### [What is needed]
Look through the lines below and extract any with the word "Method".

(Excerpted data begins)

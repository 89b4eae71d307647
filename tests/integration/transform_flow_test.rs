//! Upload → transform → fetch, through the HTTP handler with in-memory
//! catalog and object store. Runs without Docker.

use bytes::Bytes;
use http::Method;
use image::{ImageFormat, Rgba, RgbaImage};
use jsonwebtoken::{encode, EncodingKey, Header};
use std::io::Cursor;
use std::sync::Arc;
use std::time::{Duration, Instant};
use vixel::api::{handle, ApiRequest, ApiState};
use vixel::catalog::{Catalog, MemoryCatalog};
use vixel::config::{ImageLimitsConfig, JwtConfig};
use vixel::service::ImageService;
use vixel::storage::{MemoryObjectStore, ObjectStore};

const SECRET: &str = "flow-secret";

struct Harness {
    state: ApiState,
    catalog: MemoryCatalog,
    store: MemoryObjectStore,
}

impl Harness {
    fn new() -> Self {
        let catalog = MemoryCatalog::new();
        let store = MemoryObjectStore::new("images");
        let images = ImageService::new(
            Arc::new(catalog.clone()),
            Arc::new(store.clone()),
            ImageLimitsConfig::default(),
        );
        let state = ApiState {
            images: Arc::new(images),
            jwt: JwtConfig {
                secret: SECRET.to_string(),
                algorithm: "HS256".to_string(),
            },
            request_timeout: Duration::from_secs(30),
            max_body_size: 10 * 1024 * 1024,
            started: Instant::now(),
        };
        Self {
            state,
            catalog,
            store,
        }
    }

    fn auth(user_id: u64) -> String {
        let claims = serde_json::json!({
            "sub": user_id.to_string(),
            "exp": chrono::Utc::now().timestamp() + 3600,
        });
        let token = encode(
            &Header::default(),
            &claims,
            &EncodingKey::from_secret(SECRET.as_bytes()),
        )
        .expect("Failed to sign token");
        format!("Bearer {}", token)
    }

    async fn upload(&self, user_id: u64, body: Vec<u8>) -> (u64, String) {
        let response = handle(
            &self.state,
            ApiRequest::new(Method::POST, "/api/v1/images")
                .with_header("Authorization", &Self::auth(user_id))
                .with_body(body),
        )
        .await;
        assert_eq!(response.status, 201, "upload failed: {:?}", response.body_json());
        let body = response.body_json().unwrap();
        (
            body["id"].as_u64().unwrap(),
            body["url"].as_str().unwrap().to_string(),
        )
    }

    async fn transform(&self, user_id: u64, id: u64, json: &str) -> (u16, serde_json::Value) {
        let response = handle(
            &self.state,
            ApiRequest::new(Method::POST, &format!("/api/v1/images/{}/transform", id))
                .with_header("Authorization", &Self::auth(user_id))
                .with_body(json.to_string()),
        )
        .await;
        let body = response.body_json().unwrap_or(serde_json::Value::Null);
        (response.status, body)
    }
}

fn create_test_jpeg_100x100() -> Vec<u8> {
    let img = RgbaImage::from_fn(100, 100, |_, _| Rgba([255, 0, 0, 255]));
    let mut buffer = Cursor::new(Vec::new());
    image::DynamicImage::ImageRgba8(img)
        .to_rgb8()
        .write_to(&mut buffer, ImageFormat::Jpeg)
        .unwrap();
    buffer.into_inner()
}

#[tokio::test]
async fn test_resize_produces_new_object_with_exact_bounds() {
    let harness = Harness::new();
    let (id, original_url) = harness.upload(1, create_test_jpeg_100x100()).await;

    let (status, body) = harness
        .transform(1, id, r#"{"resize":{"width":50,"height":50}}"#)
        .await;
    assert_eq!(status, 200);

    let new_url = body["new_image_url"].as_str().unwrap();
    assert_ne!(new_url, original_url);

    let data = harness.store.fetch(new_url, usize::MAX).await.unwrap();
    let decoded = image::load_from_memory(&data).unwrap();
    assert_eq!((decoded.width(), decoded.height()), (50, 50));

    // Old object retired, catalog repointed
    assert!(!harness.store.contains(&original_url));
    let record = harness.catalog.get(id).await.unwrap().unwrap();
    assert_eq!(record.url, new_url);
}

#[tokio::test]
async fn test_bmp_conversion_is_detected_as_bmp() {
    let harness = Harness::new();
    let (id, _) = harness.upload(1, create_test_jpeg_100x100()).await;

    let (status, body) = harness
        .transform(1, id, r#"{"format_conversion":{"format":"bmp"}}"#)
        .await;
    assert_eq!(status, 200);

    let new_url = body["new_image_url"].as_str().unwrap();
    let (data, content_type) = harness.store.get(new_url).unwrap();
    assert_eq!(image::guess_format(&data).unwrap(), ImageFormat::Bmp);
    assert_eq!(content_type, "image/bmp");
}

#[tokio::test]
async fn test_unknown_image_is_404_without_storage_calls() {
    let harness = Harness::new();
    let calls = harness.store.call_count();

    let (status, body) = harness
        .transform(1, 4242, r#"{"resize":{"width":10,"height":10}}"#)
        .await;
    assert_eq!(status, 404);
    assert_eq!(body["status"], "not found");
    assert_eq!(harness.store.call_count(), calls);
}

#[tokio::test]
async fn test_unsupported_format_stores_nothing() {
    let harness = Harness::new();
    let (id, original_url) = harness.upload(1, create_test_jpeg_100x100()).await;
    let stores = harness.store.store_count();

    let (status, body) = harness
        .transform(1, id, r#"{"format_conversion":{"format":"webp"}}"#)
        .await;
    assert_eq!(status, 400);
    assert_eq!(body["status"], "unsupported format");
    assert_eq!(harness.store.store_count(), stores);
    assert_eq!(harness.store.object_count(), 1);
    assert_eq!(harness.catalog.get(id).await.unwrap().unwrap().url, original_url);
}

#[tokio::test]
async fn test_other_user_cannot_transform() {
    let harness = Harness::new();
    let (id, original_url) = harness.upload(1, create_test_jpeg_100x100()).await;

    let (status, _) = harness
        .transform(2, id, r#"{"flip":{"direction":"horizontal"}}"#)
        .await;
    assert_eq!(status, 401);
    assert!(harness.store.contains(&original_url));
}

#[tokio::test]
async fn test_failed_delete_leaves_both_objects() {
    let harness = Harness::new();
    let (id, original_url) = harness.upload(1, create_test_jpeg_100x100()).await;
    harness.store.set_fail_delete(true);

    let (status, body) = harness
        .transform(1, id, r#"{"rotate":{"angle":180}}"#)
        .await;
    assert_eq!(status, 500);
    assert_eq!(body["status"], "internal server error");

    // New object is orphaned, the original is still referenced
    assert_eq!(harness.store.object_count(), 2);
    assert_eq!(harness.catalog.get(id).await.unwrap().unwrap().url, original_url);
}

#[tokio::test]
async fn test_chained_transforms_each_replace_the_previous_object() {
    let harness = Harness::new();
    let (id, _) = harness.upload(1, create_test_jpeg_100x100()).await;

    for json in [
        r#"{"crop":{"x":10,"y":10,"width":90,"height":60}}"#,
        r#"{"rotate":{"angle":90}}"#,
        r#"{"filter":{"saturation":-100},"format_conversion":{"format":"png"}}"#,
    ] {
        let (status, _) = harness.transform(1, id, json).await;
        assert_eq!(status, 200, "{} failed", json);
    }

    assert_eq!(harness.store.object_count(), 1);
    let url = harness.catalog.get(id).await.unwrap().unwrap().url;
    let (data, _) = harness.store.get(&url).unwrap();
    let decoded = image::load_from_memory(&data).unwrap().to_rgba8();
    // crop 90x60, rotated to 60x90
    assert_eq!(decoded.dimensions(), (60, 90));
    // fully desaturated
    let p = decoded.get_pixel(30, 45);
    assert!((p[0] as i32 - p[1] as i32).abs() <= 1 && (p[1] as i32 - p[2] as i32).abs() <= 1);
}

#[tokio::test]
async fn test_oversized_upload_rejected() {
    let harness = Harness::new();
    let response = handle(
        &harness.state,
        ApiRequest::new(Method::POST, "/api/v1/images")
            .with_header("Authorization", &Harness::auth(1))
            .with_body(Bytes::from(vec![0u8; 5 * 1024 * 1024 + 1])),
    )
    .await;
    assert_eq!(response.status, 413);
    assert_eq!(harness.store.object_count(), 0);
}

(Excerpted data ends)

### [Result for this exercise]
use http::Method;
            ApiRequest::new(Method::POST, "/api/v1/images")
            ApiRequest::new(Method::POST, &format!("/api/v1/images/{}/transform", id))
        ApiRequest::new(Method::POST, "/api/v1/images")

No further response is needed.